Style : French Gastronomy, modern, creative and visual
Signature dishes : Shellfish and eggplant with pesto, Pecorino and raw garlic, zest of citron
Trout as a gravlax, flowers and shoots of my garden, condiment apricot-cider
Vincent graduated in 1994 and began his training at the “Cantine des Gourmets” with Philippe Bardau. Three years later at the “Fermes de Marie” in Megève with Nicolas Lebec and then with René Gillard at the “Esplanade”. He decided to travel a little and moved to Saint Barthelemy, Oxford, Monaco …
In 2001, he took over La Villa Morelia at Jausiers in Alpes-de-Haute-Provence, where he obtained his first star in 2006.
He decided to create with his wife their own house: “La Gentilhommière”, guest house in which they open the restaurant “Etincelles” in the Périgord.
From the first year, he is again distinguished from a star.

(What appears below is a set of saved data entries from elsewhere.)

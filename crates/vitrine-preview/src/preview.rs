//! The page sequence played in a terminal.
//!
//! Splash bar, start prompt, then the message carousel driven by typed
//! commands. Timers run on tokio, so tests use paused time.

use std::io::{self, Write};
use std::time::Duration;

use rand::Rng;
use tokio::io::{AsyncBufRead, Lines};
use tokio::task::JoinHandle;
use tokio::time::{MissedTickBehavior, interval, sleep};
use tracing::{debug, info};
use vitrine_core::{
    CarouselDriver, CarouselView, Position, SessionStore, SplashConfig, SplashProgress,
    mark_session_started,
};

use crate::command::{Command, HELP};
use crate::error::Result;

/// Width of the progress bar in cells.
const BAR_WIDTH: usize = 20;

/// Prompt shown once the bar is full.
pub const START_PROMPT: &str = "Pressione Enter para começar";

/// Progress bar line, e.g. `[#########-----------]  45%`.
#[must_use]
pub fn render_bar(progress: &SplashProgress) -> String {
    let filled = ((progress.percent() / 100.0) * BAR_WIDTH as f64).floor() as usize;
    let filled = filled.min(BAR_WIDTH);
    format!(
        "[{}{}] {:>4}",
        "#".repeat(filled),
        "-".repeat(BAR_WIDTH - filled),
        progress.label()
    )
}

/// Fill the splash bar tick by tick, then reveal the start prompt.
///
/// Jitter comes from `rng`. Returns the progress in the ready phase.
pub async fn run_splash<G: Rng, W: Write>(
    splash: &SplashConfig,
    rng: &mut G,
    out: &mut W,
) -> io::Result<SplashProgress> {
    let mut progress = SplashProgress::new(splash);
    let mut ticker = interval(splash.tick_interval());
    ticker.set_missed_tick_behavior(MissedTickBehavior::Delay);
    // The first tick completes immediately.
    ticker.tick().await;

    loop {
        ticker.tick().await;
        let full = progress.tick(rng.gen_range(0.0..1.0), rng.gen_range(0.0..1.0));
        write!(out, "\r  {}", render_bar(&progress))?;
        out.flush()?;
        if full {
            break;
        }
    }
    writeln!(out)?;

    sleep(splash.finish_delay()).await;
    progress.mark_ready();
    if let Some(banner) = progress.banner_text() {
        writeln!(out, "\n  {banner}")?;
    }
    writeln!(out, "  {START_PROMPT}")?;
    debug!(phase = %progress.phase(), "Splash finished loading");
    Ok(progress)
}

/// Press start: record the session and play the exit delay.
///
/// Returns `false` if the splash was not ready or already left.
pub async fn enter<S: SessionStore, W: Write>(
    progress: &mut SplashProgress,
    store: &mut S,
    splash: &SplashConfig,
    out: &mut W,
) -> io::Result<bool> {
    if !progress.start() {
        return Ok(false);
    }
    writeln!(out, "  {}", progress.button_label(START_PROMPT))?;
    mark_session_started(store);
    sleep(splash.exit_delay()).await;
    info!("Entered the page sequence");
    Ok(true)
}

/// Run the carousel until `q` or end of input.
///
/// The first message appears after `intro_delay`. Every command line is
/// applied as soon as it is read; a navigation still settling when input
/// ends is awaited before returning the final position.
pub async fn run_carousel<V, R, W>(
    driver: &CarouselDriver<V>,
    intro_delay: Duration,
    input: &mut Lines<R>,
    out: &mut W,
) -> Result<Position>
where
    V: CarouselView + Send + 'static,
    R: AsyncBufRead + Unpin,
    W: Write,
{
    sleep(intro_delay).await;
    driver.show_initial().await;
    writeln!(out, "  {HELP}")?;

    let mut pending: Option<JoinHandle<bool>> = None;
    while let Some(line) = input.next_line().await? {
        let scheduled = match Command::parse(&line) {
            Some(Command::Next) => driver.next().await,
            Some(Command::Previous) => driver.previous().await,
            Some(Command::Jump(number)) => match Command::jump_index(number) {
                Some(index) => driver.go_to(index).await,
                None => None,
            },
            Some(Command::Quit) => break,
            None => {
                writeln!(out, "  {HELP}")?;
                None
            }
        };
        if scheduled.is_some() {
            pending = scheduled;
        }
    }

    if let Some(handle) = pending {
        // Earlier handles share the same delay and finish first.
        if let Err(e) = handle.await {
            debug!("Settle task ended early: {}", e);
        }
    }

    let position = driver.position().await;
    info!(index = position.index, len = position.len, "Carousel closed");
    Ok(position)
}

#[cfg(test)]
mod tests {
    use super::*;
    use rand::SeedableRng;
    use rand::rngs::StdRng;
    use tokio::io::AsyncBufReadExt;
    use vitrine_core::{
        MemorySessionStore, MessageList, READY_TEXT, SplashPhase, TimingConfig, VitrineConfig,
        session_started,
    };

    use crate::terminal::TerminalView;

    fn driver(messages: &[&str]) -> CarouselDriver<TerminalView<Vec<u8>>> {
        let messages = MessageList::new(messages.iter().copied()).expect("non-empty");
        CarouselDriver::with_timings(
            messages,
            TerminalView::new(Vec::new()),
            &TimingConfig::default(),
        )
    }

    async fn printed(driver: &CarouselDriver<TerminalView<Vec<u8>>>) -> String {
        driver
            .with_view(|view| String::from_utf8_lossy(view.writer()).into_owned())
            .await
    }

    #[test]
    fn test_render_bar_bounds() {
        let config = SplashConfig::default();
        let mut progress = SplashProgress::new(&config);
        assert_eq!(render_bar(&progress), format!("[{}]   0%", "-".repeat(20)));

        while !progress.tick(0.0, 0.0) {}
        assert_eq!(render_bar(&progress), format!("[{}] 100%", "#".repeat(20)));
    }

    #[tokio::test(start_paused = true)]
    async fn test_splash_fills_and_waits_for_start() {
        let config = SplashConfig::default();
        let mut rng = StdRng::seed_from_u64(7);
        let mut out = Vec::new();

        let progress = run_splash(&config, &mut rng, &mut out)
            .await
            .expect("write to memory");

        assert_eq!(progress.phase(), SplashPhase::Ready);
        assert!(progress.is_complete());
        let text = String::from_utf8(out).expect("utf-8");
        assert!(text.contains("100%"));
        assert!(text.contains(READY_TEXT));
        assert!(text.contains(START_PROMPT));
    }

    #[tokio::test(start_paused = true)]
    async fn test_enter_marks_session_once() {
        let config = SplashConfig::default();
        let mut rng = StdRng::seed_from_u64(1);
        let mut out = Vec::new();
        let mut store = MemorySessionStore::new();

        let mut progress = run_splash(&config, &mut rng, &mut out)
            .await
            .expect("write to memory");
        assert!(
            enter(&mut progress, &mut store, &config, &mut out)
                .await
                .expect("write to memory")
        );
        assert!(session_started(&store));
        assert_eq!(progress.phase(), SplashPhase::Entering);

        assert!(
            !enter(&mut progress, &mut store, &config, &mut out)
                .await
                .expect("write to memory")
        );
    }

    #[tokio::test(start_paused = true)]
    async fn test_carousel_follows_commands() {
        let driver = driver(&["A", "B", "C"]);
        let mut input = "n\nn\n".as_bytes().lines();
        let mut out = Vec::new();

        let position = run_carousel(&driver, Duration::ZERO, &mut input, &mut out)
            .await
            .expect("run");

        assert_eq!(position, Position { index: 2, len: 3 });
        let shown = printed(&driver).await;
        assert!(shown.contains("“C”"));
        assert!(shown.ends_with("[‹] ○ ○ ● [ ]  3/3\n"));
    }

    #[tokio::test(start_paused = true)]
    async fn test_carousel_ignores_bad_jumps() {
        let driver = driver(&["A", "B", "C"]);
        let mut input = "0\n9\nhello\nq\nn\n".as_bytes().lines();
        let mut out = Vec::new();

        let position = run_carousel(&driver, Duration::ZERO, &mut input, &mut out)
            .await
            .expect("run");

        // `q` stops before the trailing `n`.
        assert_eq!(position, Position { index: 0, len: 3 });
        let prompt = String::from_utf8(out).expect("utf-8");
        assert_eq!(prompt.matches(HELP).count(), 2);
        assert!(!printed(&driver).await.contains("  ~"));
    }

    #[tokio::test(start_paused = true)]
    async fn test_carousel_from_config_file() {
        let dir = tempfile::tempdir().expect("temp dir");
        let path = dir.path().join("config.json");
        std::fs::write(
            &path,
            r#"{ "messages": ["Um", "Dois"], "timings": { "settle_delay_ms": 50 } }"#,
        )
        .expect("write config");

        let config = VitrineConfig::load_from(&path).expect("valid config");
        let driver = CarouselDriver::with_timings(
            config.message_list().expect("non-empty"),
            TerminalView::new(Vec::new()),
            &config.timings,
        );
        assert_eq!(driver.settle_delay(), Duration::from_millis(50));

        let mut input = "n\n".as_bytes().lines();
        let mut out = Vec::new();
        let position = run_carousel(&driver, config.timings.intro_delay(), &mut input, &mut out)
            .await
            .expect("run");

        assert_eq!(position, Position { index: 1, len: 2 });
        assert!(printed(&driver).await.contains("“Dois”"));
    }

    #[tokio::test(start_paused = true)]
    async fn test_carousel_jump_then_previous() {
        let driver = driver(&["A", "B", "C", "D"]);
        let mut input = "4\np\n".as_bytes().lines();
        let mut out = Vec::new();

        let position = run_carousel(&driver, Duration::ZERO, &mut input, &mut out)
            .await
            .expect("run");

        assert_eq!(position, Position { index: 2, len: 4 });
        let shown = printed(&driver).await;
        // Both commands land within one settle delay; only "C" is rendered.
        assert!(!shown.contains("“D”"));
        assert!(shown.contains("“C”"));
    }
}
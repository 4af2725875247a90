//! UI components for `Vitrine`.
//!
//! One component per screen of the page sequence.

mod carousel;
mod hub;
mod splash;

pub use carousel::{MessageCarousel, SignalCarouselView};
pub use hub::{HubPage, STATS};
pub use splash::SplashScreen;
//! Preview host errors.

use thiserror::Error;

use crate::logging::LoggingError;

/// Errors that stop the preview.
#[derive(Debug, Error)]
pub enum PreviewError {
    /// Configuration or carousel error from the core library.
    #[error(transparent)]
    Core(#[from] vitrine_core::Error),

    /// Logging could not be set up.
    #[error(transparent)]
    Logging(#[from] LoggingError),

    /// Terminal read or write failed.
    #[error("Terminal I/O error: {0}")]
    Io(#[from] std::io::Error),
}

/// Result alias for the preview host.
pub type Result<T> = std::result::Result<T, PreviewError>;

He defines his own kitchen:
“My Cuisine is a Contrast between simplicity and complexity, with alliances of multiple but quite distinct flavors, like an invisible and refined cuisine. Respecting the product in its entirety or creating new tastes: the result of an imagination often related to dreams and instinct. Here is a spontaneous cuisine weaving its way among the seasons, a cuisine of feelings, spurred by the heart. My culinary philosophy does not change on the way, but adapts itself to fashion and the passage of time, then follows its own desires and its chef outbursts, always on the spot. As for me, my dishes are more often than not created solely with the spirit and memories, without try-out, and then it is the “Open” client who tries out and comments on. It is all about experimenting and the quest for the “Good”, on a path strewn with joys, gratitude, and an everlasting learning process. Obviously, cooking is permeated with emotions, so how could it be completely controlled when the menu is created from day to day, without a safety net, in a spontaneous and instinctive way? My cooking comes from the heart and I cannot imagine spending days and weeks to work up a dish. Feelings are not well-thought-out and a dish shouldn’t be too much either. What greater reward than to make people enjoy a product they usually dislike! The sequence of courses leads to pleasure and it is the success of the meal as a whole that will create a memory (or not).”